Ernas Mutter lebte zum Zeitpunkt der Geburt allein auf dem Hof. Die Eltern waren gestorben, der Bruder leistete Militärdienst und die Schwester war ausgewandert.

Am Hl. Abend erhielt die junge Mutter Besuch aus dem Tal, und die Nachricht vom ledigen Kind auf „Ratschöl“ verbreitete sich wie ein Lauffeuer. Bei der Christmette in Stilfs sprach der Pfarrer auf der Kanzel die Schande an und forderte die Gläubigen auf, darauf zu achten, dass die Kleine auf „Rätschöl“ nicht „verputzt“ wird.  „Deis isch für mai Muatr s‘ Traurigste gweesn“, erzählt Erna. Immer wenn sie nach ihrem Vater fragte, begann die Mutter zu weinen. Erna hörte schließlich mit dem Fragen auf, um ihrer Mutter nicht weh zu tun. „Do isch selm eppas passiert, wos si miar nit hot drzeiln gwellt“, meint Erna.
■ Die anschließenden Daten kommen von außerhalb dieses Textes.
/////////////////////
// Fuzzy structure //
/////////////////////

/// Smooth kNN distances
///
/// For each point finds `rho` (distance to the nearest neighbour) and, by
/// bisection, `sigma` such that `sum(exp(-(d - rho) / sigma)) = log2(k)`.
///
/// ### Returns
///
/// Tuple of `(rhos, sigmas)`
fn smooth_knn_distances(knn: &KnnResult) -> (Vec<f64>, Vec<f64>) {
    let target = (knn.k() as f64).log2();

    knn.distances
        .iter()
        .map(|dists| {
            let rho = dists.first().copied().unwrap_or(0.0).max(0.0);
            let mut lo = 0.0_f64;
            let mut hi = f64::INFINITY;
            let mut sigma = 1.0;

            for _ in 0..SIGMA_ITER {
                let psum: f64 = dists.iter().map(|&d| (-(d - rho).max(0.0) / sigma).exp()).sum();
                if (psum - target).abs() < SIGMA_TOL {
                    break;
                }
                if psum > target {
                    hi = sigma;
                    sigma = (lo + hi) / 2.0;
                } else {
                    lo = sigma;
                    sigma = if hi.is_infinite() { sigma * 2.0 } else { (lo + hi) / 2.0 };
                }
            }

            // avoid vanishing sigmas on degenerate neighbourhoods
            let mean_dist = dists.iter().sum::<f64>() / dists.len().max(1) as f64;
            (rho, sigma.max(1e-3 * mean_dist).max(1e-12))
        })
        .unzip()
}

/// Fuzzy simplicial set with the fuzzy union as symmetrisation
///
/// `w(i, j) = a + b - a * b` with `a`, `b` the directed memberships.
///
/// ### Returns
///
/// Edges sorted by `(i, j)`.
fn fuzzy_graph(knn: &KnnResult, rhos: &[f64], sigmas: &[f64]) -> Vec<Edge> {
    let mut directed: Vec<(usize, usize, f64)> = Vec::with_capacity(knn.n_points() * knn.k());
    for (i, (idx, dists)) in knn.indices.iter().zip(&knn.distances).enumerate() {
        for (&j, &d) in idx.iter().zip(dists) {
            let w = (-(d - rhos[i]).max(0.0) / sigmas[i]).exp();
            let (lo, hi) = if i < j { (i, j) } else { (j, i) };
            directed.push((lo, hi, w));
        }
    }
    directed.sort_by(|a, b| (a.0, a.1).cmp(&(b.0, b.1)));

    let mut edges: Vec<Edge> = Vec::with_capacity(directed.len());
    let mut pos = 0;
    while pos < directed.len() {
        let (i, j, w) = directed[pos];
        if pos + 1 < directed.len() && directed[pos + 1].0 == i && directed[pos + 1].1 == j {
            let w2 = directed[pos + 1].2;
            edges.push(Edge {
                i,
                j,
                weight: w + w2 - w * w2,
            });
            pos += 2;
        } else {
            edges.push(Edge { i, j, weight: w });
            pos += 1;
        }
    }
    edges.retain(|e| e.weight > 0.0);
    edges
}

/// Sum of squared residuals of the `a`, `b` curve on the fit grid
fn ab_residual(a: f64, b: f64, grid: &[(f64, f64)]) -> f64 {
    grid.iter()
        .map(|&(d, target)| {
            let r = 1.0 / (1.0 + a * d.powf(2.0 * b)) - target;
            r * r
        })
        .sum()
}

/// Fit the `a`, `b` parameters of the low dimensional similarity
///
/// Least squares fit (damped Gauss-Newton) of `1 / (1 + a * d^(2b))`
/// against `1` for `d <= min_dist` and `exp(-(d - min_dist) / spread)`
/// beyond, on 300 points in `(0, 3 * spread]`.
fn fit_ab_params(min_dist: f64, spread: f64) -> (f64, f64) {
    if (min_dist - 0.1).abs() < 1e-10 && (spread - 1.0).abs() < 1e-10 {
        return (1.576943460405378, 0.8950608781227859);
    }

    let n_points = 300;
    let grid: Vec<(f64, f64)> = (1..=n_points)
        .map(|k| {
            let d = k as f64 * 3.0 * spread / n_points as f64;
            let target = if d <= min_dist {
                1.0
            } else {
                (-(d - min_dist) / spread).exp()
            };
            (d, target)
        })
        .collect();

    let mut a = 1.0_f64;
    let mut b = 1.0_f64;
    let mut sse = ab_residual(a, b, &grid);

    for _ in 0..100 {
        let (mut jtj_00, mut jtj_01, mut jtj_11, mut jtr_0, mut jtr_1) = (0.0, 0.0, 0.0, 0.0, 0.0);

        for &(d, target) in &grid {
            let d2b = d.powf(2.0 * b);
            let denom = 1.0 + a * d2b;
            let residual = 1.0 / denom - target;

            let df_da = -d2b / (denom * denom);
            let df_db = -a * d2b * 2.0 * d.ln() / (denom * denom);

            jtj_00 += df_da * df_da;
            jtj_01 += df_da * df_db;
            jtj_11 += df_db * df_db;
            jtr_0 += df_da * residual;
            jtr_1 += df_db * residual;
        }

        let det = jtj_00 * jtj_11 - jtj_01 * jtj_01;
        if det.abs() < 1e-20 {
            break;
        }
        let da = -(jtj_11 * jtr_0 - jtj_01 * jtr_1) / det;
        let db = -(jtj_00 * jtr_1 - jtj_01 * jtr_0) / det;

        // halve the step until the residual does not increase
        let mut step = 1.0;
        let mut improved = false;
        for _ in 0..20 {
            let a_new = (a + step * da).max(1e-3);
            let b_new = (b + step * db).max(1e-3);
            let sse_new = ab_residual(a_new, b_new, &grid);
            if sse_new <= sse {
                a = a_new;
                b = b_new;
                sse = sse_new;
                improved = true;
                break;
            }
            step *= 0.5;
        }

        if !improved || (step * da).abs() < 1e-8 && (step * db).abs() < 1e-8 {
            break;
        }
    }

    (a, b)
}

////////////////////
// Initialisation //
////////////////////

/// Initial layout from the leading input dimensions
///
/// Each of the first `n_components` columns is rescaled to `[0, 10]`.
/// Columns that do not exist or have no spread are drawn uniformly.
fn initialise_layout(data: MatRef<f64>, n_components: usize, rng: &mut StdRng) -> Vec<Vec<f64>> {
    let n = data.nrows();
    let mut layout = vec![vec![0.0; n_components]; n];

    for d in 0..n_components {
        let range = if d < data.ncols() {
            let col: Vec<f64> = (0..n).map(|i| data[(i, d)]).collect();
            let min = col.iter().copied().fold(f64::INFINITY, f64::min);
            let max = col.iter().copied().fold(f64::NEG_INFINITY, f64::max);
            if max - min > 0.0 {
                Some((col, min, max))
            } else {
                None
            }
        } else {
            None
        };

        match range {
            Some((col, min, max)) => {
                for i in 0..n {
                    layout[i][d] = (col[i] - min) / (max - min) * INIT_SCALE;
                }
            }
            None => {
                for row in layout.iter_mut() {
                    row[d] = rng.random::<f64>() * INIT_SCALE;
                }
            }
        }
    }

    layout
}

//////////////////
// Optimisation //
//////////////////

#[inline]
fn squared_distance(a: &[f64], b: &[f64]) -> f64 {
    a.iter().zip(b).map(|(x, y)| (x - y) * (x - y)).sum()
}

/// SGD with negative sampling
///
/// Edges are sampled proportionally to their weight and processed
/// sequentially, so the result only depends on the seed.
#[allow(clippy::too_many_arguments)]
fn optimise_layout(
    layout: &mut [Vec<f64>],
    edges: &[Edge],
    a: f64,
    b: f64,
    initial_lr: f64,
    n_epochs: usize,
    negative_sample_rate: usize,
    rng: &mut StdRng,
) {
    let n = layout.len();
    let max_weight = edges.iter().map(|e| e.weight).fold(0.0_f64, f64::max);
    if edges.is_empty() || max_weight <= 0.0 {
        return;
    }

    let epochs_per_sample: Vec<f64> = edges.iter().map(|e| max_weight / e.weight).collect();
    let mut epoch_of_next_sample = epochs_per_sample.clone();
    let dim = layout[0].len();

    for epoch in 0..n_epochs {
        let lr = initial_lr * (1.0 - epoch as f64 / n_epochs as f64);

        for (edge_idx, edge) in edges.iter().enumerate() {
            if epoch_of_next_sample[edge_idx] > epoch as f64 + 1.0 {
                continue;
            }
            let (i, j) = (edge.i, edge.j);

            let dist_sq = squared_distance(&layout[i], &layout[j]);
            if dist_sq > 0.0 {
                let coeff = -2.0 * a * b * dist_sq.powf(b - 1.0) / (1.0 + a * dist_sq.powf(b));
                for d in 0..dim {
                    let grad = (coeff * (layout[i][d] - layout[j][d])).clamp(-GRAD_CLIP, GRAD_CLIP);
                    layout[i][d] += lr * grad;
                    layout[j][d] -= lr * grad;
                }
            }

            for _ in 0..negative_sample_rate {
                let neg = rng.random_range(0..n);
                if neg == i {
                    continue;
                }
                let dist_sq = squared_distance(&layout[i], &layout[neg]);
                let coeff = 2.0 * b / ((0.001 + dist_sq) * (1.0 + a * dist_sq.powf(b)));
                for d in 0..dim {
                    let grad = if dist_sq > 0.0 {
                        (coeff * (layout[i][d] - layout[neg][d])).clamp(-GRAD_CLIP, GRAD_CLIP)
                    } else {
                        GRAD_CLIP
                    };
                    layout[i][d] += lr * grad;
                }
            }

            epoch_of_next_sample[edge_idx] += epochs_per_sample[edge_idx];
        }
    }
}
Was immer auch geschehen sein mochte, an Mutterliebe fehlte es der kleinen Erna nie. Doch das Leben auf dem Hof mit wenigen Stück Vieh war karg und beschwerlich. „Miar hoobm gschuntn bis geat nicht mea“, betont sie. Etwas leichter wurde es für die beiden nach dem Krieg, als der Onkel mithalf, wenn er nicht als Bergführer unterwegs war. 1947 änderte sich Ernas Leben durch die Heirat ihrer Mutter mit Franz Schöpf vom „Untervellnairhof“. Sie zog mit ihrer Mutter dorthin und bekam endlich einen Vater - einen Ziehvater. „I honn an guatn Ziavoter kopp – a ogener hat nit kennt besser sein“, unterstreicht sie. Sie blieb einziges Kind.  Mit der Übersiedelung nach „Untervellnair“ brachen bessere Zeiten an, obwohl es auch dort zupacken hieß. In der Bergschule begegnete Erna den fünf Jahre ältere Heinrich Wallnöfer vom „Löschhof“, den sie nie mehr aus den Augen verlieren sollte.  Mit 18 Jahren verdiente sie sich als „Mädchen für alles“ auf einer Suldener Berghütten ihr erstes Geld. Es folgten weitere Saisonen. Daheim kreuzten sich Ernas und Heinrichs Wege. Gemeinsam unternahmen sie Bergtouren und besuchten jene Höfe, auf denen mit der Ziehharmonika aufgespielt wurde. Erna tanzte gerne. „Er hot nit tonzt, er hot miar olm lai zuagschaug“, lacht sie. Im November 1961 traten beide vor den Traualtar und zogen in Ernas Elternhaus. Sie bewirtschaftete den Hof, unterstützt von ihren Eltern, während Heinrich sich als Waldarbeiter etwas dazu verdiente. Er kam meist nur am Wochenende heim. 1962 erblickten Zwillingsbuben das Licht der Welt. Ein Jahr später kam ein weiterer Bub dazu. Die Kinder entwickelten sich prächtig und das Leben nahm seinen Lauf. Erna war glücklich.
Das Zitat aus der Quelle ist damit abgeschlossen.